Input/output options for IBM Streams Runner for Apache Beam

Edit me

Apache Beam 2.4 applications that use IBM® Streams Runner for Apache Beam have several options for input/output:

Standard output and errors
Local file input
Object storage on IBM Cloud
Messages on IBM Message Hub®
Publish and Subscribe transforms

Standard output and errors

Standard output and errors from the main thread of the application are shown in the terminal window where the runner is launched. The TemperatureSample application uses this method to display collected metrics.

Standard output and errors in the Beam pipeline are not visible in the terminal because the pipeline is running on a distributed resource (on premises or in IBM Cloud).
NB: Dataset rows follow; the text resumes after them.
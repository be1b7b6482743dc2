//! recordlog - Block-Aligned Record Log Framing
//!
//! This crate implements a length-prefixed, checksummed record log: a
//! writer and reader pair that puts a sequence of arbitrary-length
//! logical records onto an append-only byte stream and later recovers
//! that exact sequence, detecting and skipping corruption. It is the
//! framing layer of a write-ahead log, in the same family as leveldb's
//! log format.
//!
//! ## Stream Layout
//!
//! The stream is divided into fixed 32 KiB blocks starting at offset 0.
//! Logical records are carried by physical records that never cross a
//! block boundary:
//!
//! ```text
//! ┌──────────────────── Block 0 ────────────────────┬──── Block 1 ───
//! │ [hdr|payload] [hdr|payload]        [hdr|pay...] │ [...load] ...
//! │  FULL          FIRST                (padding)   │  LAST
//! └─────────────────────────────────────────────────┴────────────────
//!
//! hdr = [masked CRC32C, 4 B LE][payload length, 2 B LE][type, 1 B]
//! ```
//!
//! A logical record that fits in the current block is one `FULL`
//! physical record; otherwise it is split into `FIRST`, `MIDDLE`*,
//! `LAST` fragments, one per block. Block tails too short for a header
//! are zero-padded and skipped on read.
//!
//! ## Why Blocks?
//!
//! The block is the unit of damage containment. A reader that finds a
//! bad checksum, an impossible length, or a fragment out of sequence
//! discards at most the records touching the current block, seeks to
//! the next boundary, and keeps going. A crash mid-write costs the tail
//! of the stream, never the records before it.
//!
//! ## Main Components
//!
//! ### [`LogWriter`]
//! Appends logical records to any `AsyncWrite` sink, fragmenting and
//! padding as the format requires. Tracks its own block offset, so the
//! sink only needs to append.
//!
//! ### [`LogReader`]
//! Reassembles logical records from any `AsyncRead + AsyncSeek` source.
//! Corruption is recovered, reported through an injectable
//! [`CorruptionReporter`], and never surfaced as an error; truncated
//! tails read as a clean end of stream. `position`/`seek` support
//! resumable scans.
//!
//! ### [`format`]
//! The wire constants: block geometry, record-type tags, and the
//! CRC32C masking transform shared by both sides.
//!
//! ## Usage
//!
//! ```ignore
//! use recordlog::{LogReader, LogWriter};
//!
//! // Write
//! let mut writer = LogWriter::new(tokio::fs::File::create(&path).await?);
//! writer.append(b"hello").await?;
//! writer.append(&large_payload).await?;
//! writer.finish().await?;
//!
//! // Read back
//! let mut reader = LogReader::new(tokio::fs::File::open(&path).await?);
//! while let Some(record) = reader.read_record().await? {
//!     process(record);
//! }
//! ```
//!
//! ## Concurrency
//!
//! Writer and reader are single-owner (`&mut self`) components with no
//! internal locking; coordinating multiple channels over one resource
//! is the caller's responsibility.

pub mod error;
pub mod format;
pub mod reader;
pub mod writer;

pub use error::{Error, Result};
pub use format::{mask_crc, record_crc, unmask_crc, RecordType, BLOCK_SIZE, HEADER_LEN};
pub use reader::{CorruptionReporter, LogReader, TracingReporter};
pub use writer::LogWriter;
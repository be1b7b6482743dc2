//! Log Error Types
//!
//! Only two failure classes reach callers:
//!
//! - `Io`: the underlying stream failed. Fatal for the affected channel;
//!   propagated unchanged.
//! - `WriterFinalized`: an append was attempted after [`finish`].
//!
//! Local corruption (bad length, checksum mismatch, invalid fragment
//! sequence) is never an error: the reader recovers by resynchronizing
//! to the next block boundary and reports the event through its
//! [`CorruptionReporter`].
//!
//! [`finish`]: crate::writer::LogWriter::finish
//! [`CorruptionReporter`]: crate::reader::CorruptionReporter

use thiserror::Error;

pub type Result<T> = std::result::Result<T, Error>;

#[derive(Debug, Error)]
pub enum Error {
    #[error("I/O error: {0}")]
    Io(#[from] std::io::Error),

    #[error("writer is finalized; no further appends are accepted")]
    WriterFinalized,
}
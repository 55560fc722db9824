//! Interactive input.

use anyhow::Result;
use console::style;
use dialoguer::{theme::ColorfulTheme, Confirm, Input, Password};
use jobscout_auth::Credentials;
use jobscout_core::SearchQuery;

/// Terminal prompts, skipped where the value came from a flag.
pub struct Prompter {
    assume_yes: bool,
    theme: ColorfulTheme,
}

impl Prompter {
    pub fn new(assume_yes: bool) -> Self {
        Self {
            assume_yes,
            theme: ColorfulTheme::default(),
        }
    }

    pub fn credentials(&self) -> Result<Credentials> {
        let username: String = Input::with_theme(&self.theme)
            .with_prompt("Email")
            .interact_text()?;
        let password = Password::with_theme(&self.theme)
            .with_prompt("Password")
            .interact()?;
        Ok(Credentials::new(username, password)?)
    }

    /// Build the search query, asking for whatever was not passed as a flag.
    pub fn search_query(
        &self,
        keywords: Option<&str>,
        location: Option<&str>,
        pages: Option<u32>,
    ) -> Result<SearchQuery> {
        let keywords = match keywords {
            Some(k) => k.to_string(),
            None => Input::with_theme(&self.theme)
                .with_prompt("Enter your job search keywords")
                .interact_text()?,
        };
        let location = match location {
            Some(l) => l.to_string(),
            None => Input::with_theme(&self.theme)
                .with_prompt("Enter your job search location")
                .allow_empty(true)
                .interact_text()?,
        };
        // Input<u32> re-asks until the answer parses
        let pages = match pages {
            Some(p) => p,
            None => Input::<u32>::with_theme(&self.theme)
                .with_prompt("Enter number of pages to scrape (0 for all)")
                .interact_text()?,
        };

        Ok(SearchQuery::new(keywords, location, pages)?)
    }

    /// Yes/no question; `--yes` answers yes without asking.
    pub fn confirm(&self, prompt: &str) -> Result<bool> {
        if self.assume_yes {
            println!("{} {}", prompt, style("yes").dim());
            return Ok(true);
        }
        Ok(Confirm::with_theme(&self.theme)
            .with_prompt(prompt)
            .default(true)
            .interact()?)
    }
}

pub fn print_header(msg: &str) {
    println!();
    println!("{}", style(format!("{:->10} {msg} {:-<10}", "", "")).bold());
}

pub fn print_success(msg: &str) {
    println!("{}", style(msg).green());
}

pub fn print_warning(msg: &str) {
    println!("{}", style(msg).yellow());
}
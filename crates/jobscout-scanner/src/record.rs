//! The flat per-posting record written to the record file.

use jobscout_core::{PostingId, Timestamp};
use serde::{Deserialize, Serialize};
use std::fmt;

/// How a posting accepts applications.
#[derive(Debug, Clone, Copy, PartialEq, Eq, Serialize, Deserialize)]
pub enum ApplyStatus {
    /// Applied to on the site itself
    #[serde(rename = "Easy Apply")]
    EasyApply,
    /// Redirects to the employer's own page
    #[serde(rename = "External Link")]
    ExternalLink,
    /// No longer accepting applications
    #[serde(rename = "Closed")]
    Closed,
}

impl ApplyStatus {
    /// Label used in the record file.
    #[must_use]
    pub fn as_str(&self) -> &'static str {
        match self {
            Self::EasyApply => "Easy Apply",
            Self::ExternalLink => "External Link",
            Self::Closed => "Closed",
        }
    }
}

impl fmt::Display for ApplyStatus {
    fn fmt(&self, f: &mut fmt::Formatter<'_>) -> fmt::Result {
        f.write_str(self.as_str())
    }
}

/// Everything read from one posting's detail page.
///
/// Every scraped field is independently optional. A record is built once by
/// the extractor and never modified afterwards.
#[derive(Debug, Clone, PartialEq, Eq, Serialize, Deserialize)]
pub struct PostingRecord {
    /// Identifier the record was scraped for
    #[serde(rename = "Job ID")]
    pub posting_id: PostingId,
    /// Detail page URL
    #[serde(rename = "Job URL")]
    pub url: String,
    /// Posting title
    #[serde(rename = "Name")]
    pub name: Option<String>,
    /// Employer name
    #[serde(rename = "Company")]
    pub company: Option<String>,
    /// Employer logo image URL
    #[serde(rename = "Company Logo URL")]
    pub company_logo_url: Option<String>,
    /// Location text as shown on the card
    #[serde(rename = "Location")]
    pub location: Option<String>,
    /// Work-mode tag (On-site, Hybrid, Remote)
    #[serde(rename = "Workplace Type")]
    pub workplace_type: Option<String>,
    /// Relative post age, e.g. "3 days ago"
    #[serde(rename = "Time Posted")]
    pub time_posted: Option<String>,
    /// Number of applicants, when the site shows one
    #[serde(rename = "Applicants Count")]
    pub applicants_count: Option<u32>,
    /// Insight snippet classified as job overview
    #[serde(rename = "Job Overview")]
    pub job_overview: Option<String>,
    /// Insight snippet classified as company overview
    #[serde(rename = "Company Overview")]
    pub company_overview: Option<String>,
    /// How applications are taken
    #[serde(rename = "Apply Status")]
    pub apply_status: Option<ApplyStatus>,
    /// Profile URL of the hiring contact
    #[serde(rename = "HR URL")]
    pub hr_url: Option<String>,
    /// When the detail page was read
    #[serde(rename = "Scrape Timestamp")]
    pub scraped_at: Timestamp,
    /// Job description, HTML comments stripped
    #[serde(rename = "Job Details")]
    pub job_details: Option<String>,
    /// Employer description, HTML comments stripped
    #[serde(rename = "Company Details")]
    pub company_details: Option<String>,
}

impl PostingRecord {
    /// Column headers, in file order.
    pub const COLUMNS: [&'static str; 16] = [
        "Job ID",
        "Job URL",
        "Name",
        "Company",
        "Company Logo URL",
        "Location",
        "Workplace Type",
        "Time Posted",
        "Applicants Count",
        "Job Overview",
        "Company Overview",
        "Apply Status",
        "HR URL",
        "Scrape Timestamp",
        "Job Details",
        "Company Details",
    ];

    /// A record with only the identifying columns filled in.
    #[must_use]
    pub fn empty(posting_id: PostingId, url: String, scraped_at: Timestamp) -> Self {
        Self {
            posting_id,
            url,
            name: None,
            company: None,
            company_logo_url: None,
            location: None,
            workplace_type: None,
            time_posted: None,
            applicants_count: None,
            job_overview: None,
            company_overview: None,
            apply_status: None,
            hr_url: None,
            scraped_at,
            job_details: None,
            company_details: None,
        }
    }

    /// Number of scraped fields that came back empty.
    #[must_use]
    pub fn missing_fields(&self) -> usize {
        [
            self.name.is_none(),
            self.company.is_none(),
            self.company_logo_url.is_none(),
            self.location.is_none(),
            self.workplace_type.is_none(),
            self.time_posted.is_none(),
            self.applicants_count.is_none(),
            self.job_overview.is_none(),
            self.company_overview.is_none(),
            self.apply_status.is_none(),
            self.hr_url.is_none(),
            self.job_details.is_none(),
            self.company_details.is_none(),
        ]
        .into_iter()
        .filter(|missing| *missing)
        .count()
    }
}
Instead, output and errors are written to log files on the distributed system. You can download the log files from the Streams Console, or you can view them in the console log viewer.

Local file input (`streams://`)

Because the application runs on remote systems like in the IBM Cloud or distributed environment, it can’t have direct access to local files. Local files can be uploaded to the distributed environment when the runner is launched by using the --filesToStage option. This option uploads one or more local files to known locations in the environment, and the pipeline can access them directly from those locations by using the streams:// scheme.

For example, --filesToStage='{"/local/file.txt":"data/input"}' copies the file /local/file.txt to IBM Cloud or distributed environment where the Beam application can reference it as streams://data/input.

For more information about the --filesToStage option, see Streams Runner pipeline options.

Object storage input/output on IBM Cloud (`s3://`)

A Beam application can use storage on IBM Cloud for both input and output by using the s3:// scheme from the beam-sdk-java-io-amazon-web-services library and a Cloud Object Storage service on IBM Cloud. Objects in the service can be manipulated through the web interface in IBM Cloud, a command-line tool, or from the pipeline in the Beam application. This service is useful when you run Apache Beam 2.4 applications on the Streaming Analytics service on IBM Cloud, where direct access to output files from Beam applications is difficult.

The Cloud Object Storage service stores objects in buckets. For more information, see About IBM Cloud Object Storage. Beam I/O uses URIs to name files, and Streams Runner interprets the URI in the format s3://_bucket_/_object_ to read and write to these objects.

The object storage system requires that bucket names must be globally unique and DNS-compliant. Names must be 3 - 63 characters long and must consist of lowercase letters, numbers, and dashes. The forward slash (/) character can’t be used in the bucket name, but it is allowed in the object name.

For example, if a bucket named MyBucket contains objects named top.txt and dir/nested.txt, the object storage system shows these objects together in the list of objects in MyBucket. In Beam, the URIs s3://MyBucket/foo.txt and s3://MyBucket/dir/nested.txt refer to these two objects, but Beam also considers s3://MyBucket/dir/ to be a logical directory that contains a resource named nested.txt.

You can use the FileStreamSample sample application to learn how to use IBM Cloud object storage for file input and output. For more information about managing file systems and resources with Beam, see the Beam I/O documentation.

Creating an IBM Cloud Object Storage service

If you have not already done so, you must create a Cloud Object Storage service and bucket.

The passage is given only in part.